- [Exercise brief]:
The answer must consist of every line in the records that contains the word "insert".

(Stored data entries)
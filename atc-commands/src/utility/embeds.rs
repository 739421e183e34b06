use crate::CommandMeta;
use atc_utils::formatting::display_category;

pub fn grouped_help_description(commands: &[&CommandMeta]) -> String {
    let mut out = String::new();
    let mut current_category: Option<&str> = None;

    for command in commands {
        if current_category != Some(command.category) {
            if !out.is_empty() {
                out.push('\n');
            }
            out.push_str(&format!("**{}**\n", display_category(command.category)));
            current_category = Some(command.category);
        }

        out.push_str(&format!("`{}`: {}\n", command.usage, command.desc));
    }

    if out.is_empty() {
        out.push_str("No commands available.");
    }

    out.trim_end().to_owned()
}

pub fn unknown_command_message(name: &str) -> String {
    format!("Unknown command: `{}`", name)
}
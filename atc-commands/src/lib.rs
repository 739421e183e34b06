pub mod moderation;
pub mod utility;

use poise::serenity_prelude as serenity;

use atc_core::{Data, Error};

pub struct CommandMeta {
    pub name: &'static str,
    pub aliases: &'static [&'static str],
    pub desc: &'static str,
    pub category: &'static str,
    pub usage: &'static str,
    pub required: serenity::Permissions,
}

pub const COMMANDS: &[CommandMeta] = &[
    utility::help::META,
    utility::usage::META,
    utility::metar::META,
    moderation::nickname::META,
    moderation::timeout::META,
    moderation::kick::META,
    moderation::ban::META,
    moderation::unban::META,
    moderation::purge::META,
    moderation::lockdown::META,
];

pub fn commands() -> Vec<poise::Command<Data, Error>> {
    vec![
        utility::help::help(),
        utility::usage::usage(),
        utility::metar::metar(),
        moderation::nickname::nickname(),
        moderation::timeout::timeout(),
        moderation::kick::kick(),
        moderation::ban::ban(),
        moderation::unban::unban(),
        moderation::purge::purge(),
        moderation::lockdown::lockdown(),
    ]
}

/// Look up a command by its name or one of its aliases. Case-sensitive.
pub fn find_command(token: &str) -> Option<&'static CommandMeta> {
    COMMANDS
        .iter()
        .find(|command| command.name == token || command.aliases.iter().any(|alias| *alias == token))
}

#[cfg(test)]
mod tests {
    use std::collections::HashSet;

    use poise::serenity_prelude as serenity;

    use super::{COMMANDS, commands, find_command};

    #[test]
    fn names_and_aliases_are_unique() {
        let mut seen = HashSet::new();
        for command in COMMANDS {
            assert!(seen.insert(command.name), "duplicate {}", command.name);
            for alias in command.aliases {
                assert!(seen.insert(*alias), "duplicate alias {}", alias);
            }
        }
    }

    #[test]
    fn aliases_resolve_to_their_command() {
        assert_eq!(find_command("nick").map(|c| c.name), Some("nickname"));
        assert_eq!(find_command("setnick").map(|c| c.name), Some("nickname"));
        assert_eq!(find_command("mute").map(|c| c.name), Some("timeout"));
        assert_eq!(find_command("quiet").map(|c| c.name), Some("timeout"));
        assert_eq!(find_command("clear").map(|c| c.name), Some("purge"));
        assert_eq!(find_command("clean").map(|c| c.name), Some("purge"));
        assert_eq!(find_command("lock").map(|c| c.name), Some("lockdown"));
        assert_eq!(find_command("metar").map(|c| c.name), Some("metar"));
    }

    #[test]
    fn lookup_is_case_sensitive_and_ignores_unknown_commands() {
        assert!(find_command("Kick").is_none());
        assert!(find_command("warn").is_none());
    }

    #[test]
    fn moderation_commands_declare_their_tier() {
        let tier = |name: &str| find_command(name).map(|c| c.required);
        assert_eq!(tier("nickname"), Some(serenity::Permissions::MANAGE_NICKNAMES));
        assert_eq!(tier("timeout"), Some(serenity::Permissions::MODERATE_MEMBERS));
        assert_eq!(tier("kick"), Some(serenity::Permissions::KICK_MEMBERS));
        assert_eq!(tier("ban"), Some(serenity::Permissions::BAN_MEMBERS));
        assert_eq!(tier("unban"), Some(serenity::Permissions::BAN_MEMBERS));
        assert_eq!(tier("purge"), Some(serenity::Permissions::MANAGE_MESSAGES));
        assert_eq!(tier("lockdown"), Some(serenity::Permissions::MANAGE_CHANNELS));
        assert_eq!(tier("metar"), Some(serenity::Permissions::empty()));
    }

    #[test]
    fn registered_commands_match_the_table() {
        let registered = commands();
        assert_eq!(registered.len(), COMMANDS.len());

        for command in &registered {
            let meta = find_command(&command.name).expect("registered command has metadata");
            assert_eq!(meta.name, command.name);
            assert_eq!(meta.required, command.required_permissions, "{}", meta.name);

            let aliases: Vec<&str> = command.aliases.iter().map(String::as_str).collect();
            assert_eq!(meta.aliases, aliases.as_slice(), "{}", meta.name);
        }
    }
}
use tracing::error;

use poise::serenity_prelude as serenity;

use crate::CommandMeta;
use atc_core::{Context, Error};
use atc_metar::{MetarClient, MetarError, MetarLookup, format_report, is_valid_icao};

pub const META: CommandMeta = CommandMeta {
    name: "metar",
    aliases: &[],
    desc: "Show the decoded METAR for an airport.",
    category: "utility",
    usage: ".metar <icao>",
    required: serenity::Permissions::empty(),
};

#[poise::command(prefix_command, category = "Utility")]
pub async fn metar(
    ctx: Context<'_>,
    #[description = "ICAO airport code, e.g. KJFK"] icao: Option<String>,
) -> Result<(), Error> {
    let Some(icao) = icao else {
        ctx.say(format!("Usage: `{}`", META.usage)).await?;
        return Ok(());
    };

    let reply = lookup_reply(ctx.data().metar.as_ref(), &icao).await;
    ctx.say(reply).await?;
    Ok(())
}

pub async fn lookup_reply(client: Option<&MetarClient>, raw_icao: &str) -> String {
    let icao = raw_icao.trim().to_ascii_uppercase();
    if !is_valid_icao(&icao) {
        return format!(
            ":warning: `{}` is not an ICAO code. Usage: `{}`",
            icao, META.usage
        );
    }

    let Some(client) = client else {
        return "METAR lookups are not configured.".to_owned();
    };

    reply_for_lookup(&icao, client.fetch(&icao).await)
}

fn reply_for_lookup(icao: &str, lookup: Result<MetarLookup, MetarError>) -> String {
    match lookup {
        Ok(MetarLookup::Found(report)) => format_report(icao, &report),
        Ok(MetarLookup::NotFound) => format!(":warning: No METAR found for `{}`.", icao),
        Ok(MetarLookup::Unavailable { status }) => {
            error!(icao, status, "metar api returned an error status");
            ":x: Could not fetch data.".to_owned()
        }
        Err(source) => {
            error!(?source, icao, "metar lookup failed");
            ":x: Could not fetch data.".to_owned()
        }
    }
}
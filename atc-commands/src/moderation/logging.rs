use chrono::{DateTime, Utc};
use tracing::{error, warn};

use poise::serenity_prelude as serenity;

use atc_core::gateway::GatewayError;
use atc_utils::time::format_log_timestamp;

use super::ActionContext;

#[derive(Clone, Copy, Debug, PartialEq, Eq)]
pub enum AuditTag {
    Nickname,
    Timeout,
    Kick,
    Ban,
    Unban,
    Purge,
    Lock,
    Unlock,
}

impl AuditTag {
    pub fn emoji(self) -> &'static str {
        match self {
            Self::Nickname => ":pencil:",
            Self::Timeout => ":mute:",
            Self::Kick => ":boot:",
            Self::Ban => ":hammer:",
            Self::Unban => ":o:",
            Self::Purge => ":wastebasket:",
            Self::Lock => ":lock:",
            Self::Unlock => ":unlock:",
        }
    }
}

#[derive(Clone, Debug, PartialEq)]
pub struct AuditEntry {
    pub tag: AuditTag,
    pub at: DateTime<Utc>,
    pub actor: String,
    pub description: String,
}

impl AuditEntry {
    pub fn new(tag: AuditTag, at: DateTime<Utc>, actor: &str, description: String) -> Self {
        Self {
            tag,
            at,
            actor: actor.to_owned(),
            description,
        }
    }

    /// `:boot: `2024-05-01 12:00:00 UTC`` followed by `**actor** description`.
    pub fn render(&self) -> String {
        format!(
            "{} `{}`\n**{}** {}",
            self.tag.emoji(),
            format_log_timestamp(self.at),
            self.actor,
            self.description
        )
    }
}

/// Deliver an entry to the configured log channel.
///
/// Delivery problems are reported back to the invoking channel and never
/// returned to the caller.
pub async fn send_log(cx: &ActionContext<'_>, entry: &AuditEntry) {
    let channel_id = serenity::ChannelId::new(cx.config.log_channel_id);

    let warning = match cx.gateway.send_to_channel(channel_id, &entry.render()).await {
        Ok(()) => return,
        Err(GatewayError::ChannelUnavailable) => {
            warn!(channel_id = channel_id.get(), "log channel not found");
            ":warning: Log channel not found.".to_owned()
        }
        Err(source) => {
            error!(?source, channel_id = channel_id.get(), "failed to deliver audit log entry");
            format!(":warning: Error while logging: {}", source)
        }
    };

    if let Err(source) = cx.gateway.reply(&warning).await {
        error!(?source, "failed to report audit log failure");
    }
}
pub fn usage_message(usage: &str) -> String {
    format!("Usage: `{usage}`")
}

pub fn guild_only_message() -> &'static str {
    "This command only works in servers."
}

pub fn moderation_self_action_message(action: &str) -> String {
    format!("You can't {action} yourself.")
}
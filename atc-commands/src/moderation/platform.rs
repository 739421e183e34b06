use std::sync::Arc;
use std::time::Duration;

use async_trait::async_trait;
use chrono::{DateTime, Utc};
use tokio::time::sleep;
use tracing::warn;

use poise::serenity_prelude as serenity;

use atc_core::Context;
use atc_core::gateway::{GatewayError, ModerationGateway, SendOverride};
use atc_utils::cleanup::purge_recent_messages;
use atc_utils::permissions::is_administrator;

const UNKNOWN_CHANNEL_CODE: isize = 10003;
const MISSING_ACCESS_CODE: isize = 50001;

/// [`ModerationGateway`] over the serenity HTTP client for one guild channel.
pub struct SerenityGateway {
    http: Arc<serenity::Http>,
    guild_id: serenity::GuildId,
    channel_id: serenity::ChannelId,
}

impl SerenityGateway {
    pub fn new(ctx: Context<'_>, guild_id: serenity::GuildId) -> Self {
        Self {
            http: Arc::clone(&ctx.serenity_context().http),
            guild_id,
            channel_id: ctx.channel_id(),
        }
    }

    fn everyone_role(&self) -> serenity::RoleId {
        serenity::RoleId::new(self.guild_id.get())
    }

    async fn guild_channel(
        &self,
        channel_id: serenity::ChannelId,
    ) -> Result<serenity::GuildChannel, GatewayError> {
        let channel = channel_id
            .to_channel(self.http.as_ref())
            .await
            .map_err(classify_channel_error)?;

        match channel.guild() {
            Some(channel) if channel.guild_id == self.guild_id => Ok(channel),
            _ => Err(GatewayError::ChannelUnavailable),
        }
    }

    async fn everyone_overwrite(
        &self,
        channel_id: serenity::ChannelId,
    ) -> Result<(serenity::Permissions, serenity::Permissions), GatewayError> {
        let channel = self.guild_channel(channel_id).await?;
        let kind = serenity::PermissionOverwriteType::Role(self.everyone_role());

        Ok(channel
            .permission_overwrites
            .iter()
            .find(|overwrite| overwrite.kind == kind)
            .map_or(
                (serenity::Permissions::empty(), serenity::Permissions::empty()),
                |overwrite| (overwrite.allow, overwrite.deny),
            ))
    }
}

fn quiet_message(content: &str) -> serenity::CreateMessage {
    serenity::CreateMessage::new()
        .content(content)
        .allowed_mentions(serenity::CreateAllowedMentions::new())
}

fn is_unavailable_channel_error(source: &serenity::Error) -> bool {
    matches!(
        source,
        serenity::Error::Http(serenity::HttpError::UnsuccessfulRequest(response))
            if matches!(response.status_code.as_u16(), 403 | 404)
                || matches!(response.error.code, UNKNOWN_CHANNEL_CODE | MISSING_ACCESS_CODE)
    )
}

fn classify_channel_error(source: serenity::Error) -> GatewayError {
    if is_unavailable_channel_error(&source) {
        GatewayError::ChannelUnavailable
    } else {
        GatewayError::from(source)
    }
}

#[async_trait]
impl ModerationGateway for SerenityGateway {
    async fn reply(&self, content: &str) -> Result<(), GatewayError> {
        self.channel_id
            .send_message(self.http.as_ref(), quiet_message(content))
            .await?;
        Ok(())
    }

    async fn reply_transient(&self, content: &str, lifetime: Duration) -> Result<(), GatewayError> {
        let message = self
            .channel_id
            .send_message(self.http.as_ref(), quiet_message(content))
            .await?;

        let http = Arc::clone(&self.http);
        tokio::spawn(async move {
            sleep(lifetime).await;
            if let Err(source) = message.delete(http.as_ref()).await {
                warn!(?source, "failed to remove transient reply");
            }
        });

        Ok(())
    }

    async fn send_to_channel(
        &self,
        channel_id: serenity::ChannelId,
        content: &str,
    ) -> Result<(), GatewayError> {
        channel_id
            .send_message(self.http.as_ref(), quiet_message(content))
            .await
            .map_err(classify_channel_error)?;
        Ok(())
    }

    async fn is_administrator(&self, user_id: serenity::UserId) -> Result<bool, GatewayError> {
        Ok(is_administrator(self.http.as_ref(), self.guild_id, user_id).await?)
    }

    async fn set_nickname(
        &self,
        user_id: serenity::UserId,
        nickname: Option<&str>,
    ) -> Result<(), GatewayError> {
        // An empty nickname clears it.
        let edit = serenity::EditMember::new().nickname(nickname.unwrap_or_default());
        self.guild_id
            .edit_member(self.http.as_ref(), user_id, edit)
            .await?;
        Ok(())
    }

    async fn timeout_until(
        &self,
        user_id: serenity::UserId,
        until: DateTime<Utc>,
        reason: &str,
    ) -> Result<(), GatewayError> {
        let until = serenity::Timestamp::from_unix_timestamp(until.timestamp())
            .map_err(|source| GatewayError::Request(source.to_string()))?;
        let edit = serenity::EditMember::new()
            .disable_communication_until_datetime(until)
            .audit_log_reason(reason);
        self.guild_id
            .edit_member(self.http.as_ref(), user_id, edit)
            .await?;
        Ok(())
    }

    async fn kick(&self, user_id: serenity::UserId, reason: &str) -> Result<(), GatewayError> {
        self.guild_id
            .kick_with_reason(self.http.as_ref(), user_id, reason)
            .await?;
        Ok(())
    }

    async fn ban(&self, user_id: serenity::UserId, reason: &str) -> Result<(), GatewayError> {
        self.guild_id
            .ban_with_reason(self.http.as_ref(), user_id, 0, reason)
            .await?;
        Ok(())
    }

    async fn unban(&self, user_id: serenity::UserId, reason: &str) -> Result<(), GatewayError> {
        self.http
            .remove_ban(self.guild_id, user_id, Some(reason))
            .await?;
        Ok(())
    }

    async fn purge(
        &self,
        channel_id: serenity::ChannelId,
        limit: u64,
    ) -> Result<u64, GatewayError> {
        Ok(purge_recent_messages(self.http.as_ref(), channel_id, limit).await?)
    }

    async fn default_role_send_override(
        &self,
        channel_id: serenity::ChannelId,
    ) -> Result<SendOverride, GatewayError> {
        let (allow, deny) = self.everyone_overwrite(channel_id).await?;
        Ok(SendOverride::from_overwrite(allow, deny))
    }

    async fn set_default_role_send_override(
        &self,
        channel_id: serenity::ChannelId,
        state: SendOverride,
    ) -> Result<(), GatewayError> {
        let (allow, deny) = self.everyone_overwrite(channel_id).await?;
        let (allow, deny) = state.apply(allow, deny);

        channel_id
            .create_permission(
                self.http.as_ref(),
                serenity::PermissionOverwrite {
                    allow,
                    deny,
                    kind: serenity::PermissionOverwriteType::Role(self.everyone_role()),
                },
            )
            .await?;
        Ok(())
    }
}
use std::collections::HashMap;
use std::sync::Mutex;
use std::time::Duration;

use async_trait::async_trait;
use chrono::{DateTime, TimeZone, Utc};
use poise::serenity_prelude as serenity;

use atc_core::BotConfig;
use atc_core::gateway::{GatewayError, ModerationGateway, SendOverride, Subject};

use super::ActionContext;

pub const LOG_CHANNEL: u64 = 900;
pub const INVOKING_CHANNEL: u64 = 100;
pub const ACTOR_ID: u64 = 1;
pub const GUILD: u64 = 10;

#[derive(Clone, Debug, PartialEq)]
pub enum Call {
    Nickname(serenity::UserId, Option<String>),
    Timeout(serenity::UserId, DateTime<Utc>, String),
    Kick(serenity::UserId, String),
    Ban(serenity::UserId, String),
    Unban(serenity::UserId, String),
    Purge(serenity::ChannelId, u64),
    SetOverride(serenity::ChannelId, SendOverride),
}

/// In-memory [`ModerationGateway`] that records every call.
#[derive(Default)]
pub struct FakeGateway {
    pub fail_mutations: bool,
    pub log_channel_missing: bool,
    pub log_delivery_fails: bool,
    pub administrator: bool,
    /// Every reply to the invoking channel fails, as when the bot cannot post there.
    pub replies_fail: bool,
    /// Messages present in the channel; `None` means "as many as asked for".
    pub available_messages: Option<u64>,
    pub(crate) calls: Mutex<Vec<Call>>,
    pub(crate) replies: Mutex<Vec<String>>,
    pub(crate) transient_replies: Mutex<Vec<(String, Duration)>>,
    pub(crate) logs: Mutex<Vec<(serenity::ChannelId, String)>>,
    pub(crate) overrides: Mutex<HashMap<serenity::ChannelId, SendOverride>>,
}

impl FakeGateway {
    pub fn with_override(self, channel_id: serenity::ChannelId, state: SendOverride) -> Self {
        self.overrides
            .lock()
            .expect("overrides lock")
            .insert(channel_id, state);
        self
    }

    pub fn calls(&self) -> Vec<Call> {
        self.calls.lock().expect("calls lock").clone()
    }

    pub fn replies(&self) -> Vec<String> {
        self.replies.lock().expect("replies lock").clone()
    }

    pub fn transient_replies(&self) -> Vec<(String, Duration)> {
        self.transient_replies
            .lock()
            .expect("transient lock")
            .clone()
    }

    pub fn logs(&self) -> Vec<(serenity::ChannelId, String)> {
        self.logs.lock().expect("logs lock").clone()
    }

    pub fn current_override(&self, channel_id: serenity::ChannelId) -> SendOverride {
        self.overrides
            .lock()
            .expect("overrides lock")
            .get(&channel_id)
            .copied()
            .unwrap_or(SendOverride::Inherit)
    }

    fn mutate(&self, call: Call) -> Result<(), GatewayError> {
        if self.fail_mutations {
            return Err(GatewayError::Request("Missing Permissions".to_owned()));
        }
        self.calls.lock().expect("calls lock").push(call);
        Ok(())
    }
}

#[async_trait]
impl ModerationGateway for FakeGateway {
    async fn reply(&self, content: &str) -> Result<(), GatewayError> {
        if self.replies_fail {
            return Err(GatewayError::Request("Missing Access".to_owned()));
        }
        self.replies
            .lock()
            .expect("replies lock")
            .push(content.to_owned());
        Ok(())
    }

    async fn reply_transient(&self, content: &str, lifetime: Duration) -> Result<(), GatewayError> {
        if self.replies_fail {
            return Err(GatewayError::Request("Missing Access".to_owned()));
        }
        self.transient_replies
            .lock()
            .expect("transient lock")
            .push((content.to_owned(), lifetime));
        Ok(())
    }

    async fn send_to_channel(
        &self,
        channel_id: serenity::ChannelId,
        content: &str,
    ) -> Result<(), GatewayError> {
        if self.log_channel_missing {
            return Err(GatewayError::ChannelUnavailable);
        }
        if self.log_delivery_fails {
            return Err(GatewayError::Request("missing access".to_owned()));
        }
        self.logs
            .lock()
            .expect("logs lock")
            .push((channel_id, content.to_owned()));
        Ok(())
    }

    async fn is_administrator(&self, _user_id: serenity::UserId) -> Result<bool, GatewayError> {
        Ok(self.administrator)
    }

    async fn set_nickname(
        &self,
        user_id: serenity::UserId,
        nickname: Option<&str>,
    ) -> Result<(), GatewayError> {
        self.mutate(Call::Nickname(user_id, nickname.map(str::to_owned)))
    }

    async fn timeout_until(
        &self,
        user_id: serenity::UserId,
        until: DateTime<Utc>,
        reason: &str,
    ) -> Result<(), GatewayError> {
        self.mutate(Call::Timeout(user_id, until, reason.to_owned()))
    }

    async fn kick(&self, user_id: serenity::UserId, reason: &str) -> Result<(), GatewayError> {
        self.mutate(Call::Kick(user_id, reason.to_owned()))
    }

    async fn ban(&self, user_id: serenity::UserId, reason: &str) -> Result<(), GatewayError> {
        self.mutate(Call::Ban(user_id, reason.to_owned()))
    }

    async fn unban(&self, user_id: serenity::UserId, reason: &str) -> Result<(), GatewayError> {
        self.mutate(Call::Unban(user_id, reason.to_owned()))
    }

    async fn purge(
        &self,
        channel_id: serenity::ChannelId,
        limit: u64,
    ) -> Result<u64, GatewayError> {
        self.mutate(Call::Purge(channel_id, limit))?;
        Ok(self
            .available_messages
            .map_or(limit, |available| available.min(limit)))
    }

    async fn default_role_send_override(
        &self,
        channel_id: serenity::ChannelId,
    ) -> Result<SendOverride, GatewayError> {
        Ok(self.current_override(channel_id))
    }

    async fn set_default_role_send_override(
        &self,
        channel_id: serenity::ChannelId,
        state: SendOverride,
    ) -> Result<(), GatewayError> {
        self.mutate(Call::SetOverride(channel_id, state))?;
        self.overrides
            .lock()
            .expect("overrides lock")
            .insert(channel_id, state);
        Ok(())
    }
}

pub fn fixed_now() -> DateTime<Utc> {
    Utc.with_ymd_and_hms(2024, 5, 1, 12, 0, 0)
        .single()
        .expect("valid timestamp")
}

pub fn test_config() -> BotConfig {
    BotConfig::from_lookup(|key| match key {
        "LOG_CHANNEL_ID" => Some(LOG_CHANNEL.to_string()),
        _ => None,
    })
    .expect("test config")
}

pub fn subject(id: u64, name: &str) -> Subject {
    Subject {
        id: serenity::UserId::new(id),
        name: name.to_owned(),
        tag: name.to_owned(),
    }
}

pub fn context<'a>(gateway: &'a FakeGateway, config: &'a BotConfig) -> ActionContext<'a> {
    ActionContext {
        gateway,
        config,
        actor: subject(ACTOR_ID, "caller"),
        channel_id: serenity::ChannelId::new(INVOKING_CHANNEL),
        now: fixed_now(),
    }
}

- [Solution]:
            assert!(seen.insert(command.name), "duplicate {}", command.name);
                assert!(seen.insert(*alias), "duplicate alias {}", alias);
            .insert(channel_id, state);
            .insert(channel_id, state);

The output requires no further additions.